Fai prima l'upgrade tramite update o tool, così ti riconosce la vecchia product key. Mai usare le ISO prima dell'upgrade. S*******rebbe il product key originale poichè non te lo riconoscerà.


----------



## Liuke (1 Agosto 2015)

Tempesta Perfetta ha scritto:


> QUI/ puoi capire meglio
> 
> Fai prima l'upgrade tramite update o tool, così ti riconosce la vecchia product key. Mai usare le ISO prima dell'upgrade. S*******rebbe il product key originale poichè non te lo riconoscerà.

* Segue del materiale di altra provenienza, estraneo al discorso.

pub mod ai;
pub mod config;
pub mod db;
pub mod error;
pub mod extract;
pub mod model;
pub mod processing;
pub mod sanitize;
pub mod secrets;
pub mod telemetry;
pub mod worker;

pub use ai::{AiClient, HttpObjectDetector};
pub use config::{load_config, load_config_from_str, Config};
pub use db::{Database, DatabaseError};
pub use error::{
    AiError, ConfigError, DomainError, ProcessError, Result, VistoriaError, WorkerError,
};
pub use extract::DocumentTextExtractor;
pub use processing::{Collaborators, JobRunner, ProcessingContext, ProcessingSettings};
pub use secrets::{resolve_secret, resolve_secret_optional, SecretError};
pub use telemetry::{init_logging, LogFormat};
pub use worker::{BatchDispatcher, JobKind, JobProgressBroadcaster, JobStatusView, WorkerPool};
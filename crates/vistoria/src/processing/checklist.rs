//! Checklist seeding: from a room-and-item template, and from the objects
//! detected in an inspection's photos.

use std::collections::{BTreeMap, HashMap};

use log::{debug, info};
use serde::Serialize;

use crate::ai::{suggest_checklist_items, ChecklistSuggestion};
use crate::db::{checklist_repo, file_repo, inspection_repo, template_repo, Database};
use crate::error::DomainError;
use crate::model::{
    ConditionStatus, DetectedObject, FileKind, NewChecklistEntry, ProcessingStatus,
};

/// Entries created on an inspection from one template.
#[derive(Debug, Clone, PartialEq, Eq, Serialize)]
pub struct ChecklistSeed {
    pub inspection_id: i64,
    pub template_id: i64,
    /// Ids of the new entries, in template order.
    pub created: Vec<i64>,
    /// Template keys the inspection already had.
    pub skipped: usize,
}

/// Detected items for one room and the entries they added.
#[derive(Debug, Clone, PartialEq, Eq, Serialize)]
pub struct RoomSuggestion {
    pub room: String,
    pub suggestion: ChecklistSuggestion,
    pub created: Vec<i64>,
}

/// Creates one `ok` entry per (room, item) of a template.
///
/// Without `template_id` the default template for the inspection's
/// template type is used. Keys already on the inspection are left as they
/// are, so seeding twice creates nothing the second time. All inserts
/// share one transaction.
pub fn create_checklist_from_template(
    db: &Database,
    inspection_id: i64,
    template_id: Option<i64>,
) -> crate::Result<ChecklistSeed> {
    let inspection = inspection_repo::find_by_id(db, inspection_id)?
        .ok_or(DomainError::InspectionNotFound(inspection_id))?;
    let template = match template_id {
        Some(id) => template_repo::find_by_id(db, id)?
            .ok_or_else(|| DomainError::TemplateNotFound(id.to_string()))?,
        None => template_repo::find_default(db, inspection.template_type)?.ok_or_else(|| {
            DomainError::TemplateNotFound(inspection.template_type.to_string())
        })?,
    };

    let (created, skipped) = db.with_transaction(|tx| {
        let mut created = Vec::new();
        let mut skipped = 0;
        for key in template.keys() {
            let entry = NewChecklistEntry::new(key.room, key.item, ConditionStatus::Ok);
            match checklist_repo::insert_if_absent_in(tx, inspection_id, &entry)? {
                Some(id) => created.push(id),
                None => skipped += 1,
            }
        }
        Ok((created, skipped))
    })?;

    info!(
        "Inspection {} seeded from template '{}': {} entries created, {} already present",
        inspection_id,
        template.name,
        created.len(),
        skipped
    );
    Ok(ChecklistSeed {
        inspection_id,
        template_id: template.id,
        created,
        skipped,
    })
}

/// Adds an `ok` entry for every object detected in a room's photos that
/// the room does not list yet.
///
/// A photo belongs to the room of the checklist entry it is linked to.
/// Only completed photos are read; unlinked photos have no room and are
/// ignored. Rooms come back in name order.
pub fn extend_checklist_from_detections(
    db: &Database,
    inspection_id: i64,
) -> crate::Result<Vec<RoomSuggestion>> {
    if inspection_repo::find_by_id(db, inspection_id)?.is_none() {
        return Err(DomainError::InspectionNotFound(inspection_id).into());
    }

    let rooms: HashMap<i64, String> = checklist_repo::list_for_inspection(db, inspection_id)?
        .into_iter()
        .map(|entry| (entry.id, entry.room))
        .collect();

    let mut objects_by_room: BTreeMap<String, Vec<DetectedObject>> = BTreeMap::new();
    for record in file_repo::list_for_inspection(db, inspection_id)? {
        if record.kind != FileKind::Photo
            || record.processing_status != ProcessingStatus::Completed
        {
            continue;
        }
        let Some(room) = record.checklist_entry_id.and_then(|id| rooms.get(&id)) else {
            debug!("Photo {} is not linked to a room", record.id);
            continue;
        };
        objects_by_room
            .entry(room.clone())
            .or_default()
            .extend(record.detected_objects);
    }

    let suggestions = db.with_transaction(|tx| {
        let mut suggestions = Vec::with_capacity(objects_by_room.len());
        for (room, objects) in &objects_by_room {
            let suggestion = suggest_checklist_items(objects);
            let mut created = Vec::new();
            for item in &suggestion.detected_items {
                let entry =
                    NewChecklistEntry::new(room.as_str(), item.as_str(), ConditionStatus::Ok)
                        .with_notes("added from object detection");
                if let Some(id) = checklist_repo::insert_if_absent_in(tx, inspection_id, &entry)? {
                    created.push(id);
                }
            }
            suggestions.push(RoomSuggestion {
                room: room.clone(),
                suggestion,
                created,
            });
        }
        Ok(suggestions)
    })?;

    let added: usize = suggestions.iter().map(|s| s.created.len()).sum();
    info!(
        "Inspection {}: {} checklist entries added from detections in {} rooms",
        inspection_id,
        added,
        suggestions.len()
    );
    Ok(suggestions)
}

Grazie ma occhio ai link diretti


----------



## Liuke (2 Agosto 2015)

Tempesta Perfetta ha scritto:


> Fai prima l'upgrade tramite update o tool, così ti riconosce la vecchia product key. Mai usare le ISO prima dell'upgrade. S*******rebbe il product key originale poichè non te lo riconoscerà.


e comunque solo a me non parte neanche forzandolo


----------



## tamer (5 Agosto 2015)

piu' lo uso e meno mi piace


----------



## tamer (5 Agosto 2015)

[MENTION=2268]tamer[/MENTION] non sono ammessi link esterni.


----------



## Renegade (5 Agosto 2015)

Esiste ancora chi usa Windows nel 2015?


----------



## mr.wolf (5 Agosto 2015)

Renegade ha scritto:


> Esiste ancora chi usa Windows nel 2015?


Nel 2015 esiste ancora gente che si vanta di usare sistemi operativi free perchè cosi combatte il capitalismo?
Di sistemi operativi ne ho provati tanti e questa storia di far passare per scemo chi usa Windows è ridicola.


----------



## Lollo interista (5 Agosto 2015)

Quindi scusate un attimo....anche se magari è già stato detto,vi chiedo un po' di pazienza....

1) Io ho l'ISO di win 10 su chiavetta
2) Per confermare la key del mio Windows 8.1 è meglio AGGIORNARE il s.o. e magari solo dopo fare un'installazione pulita?


----------



## beleno (6 Agosto 2015)

Lollo interista ha scritto:


> Quindi scusate un attimo....anche se magari è già stato detto,vi chiedo un po' di pazienza....
> 
> 1) Io ho l'ISO di win 10 su chiavetta
> 2) Per confermare la key del mio Windows 8.1 è meglio AGGIORNARE il s.o. e magari solo dopo fare un'installazione pulita?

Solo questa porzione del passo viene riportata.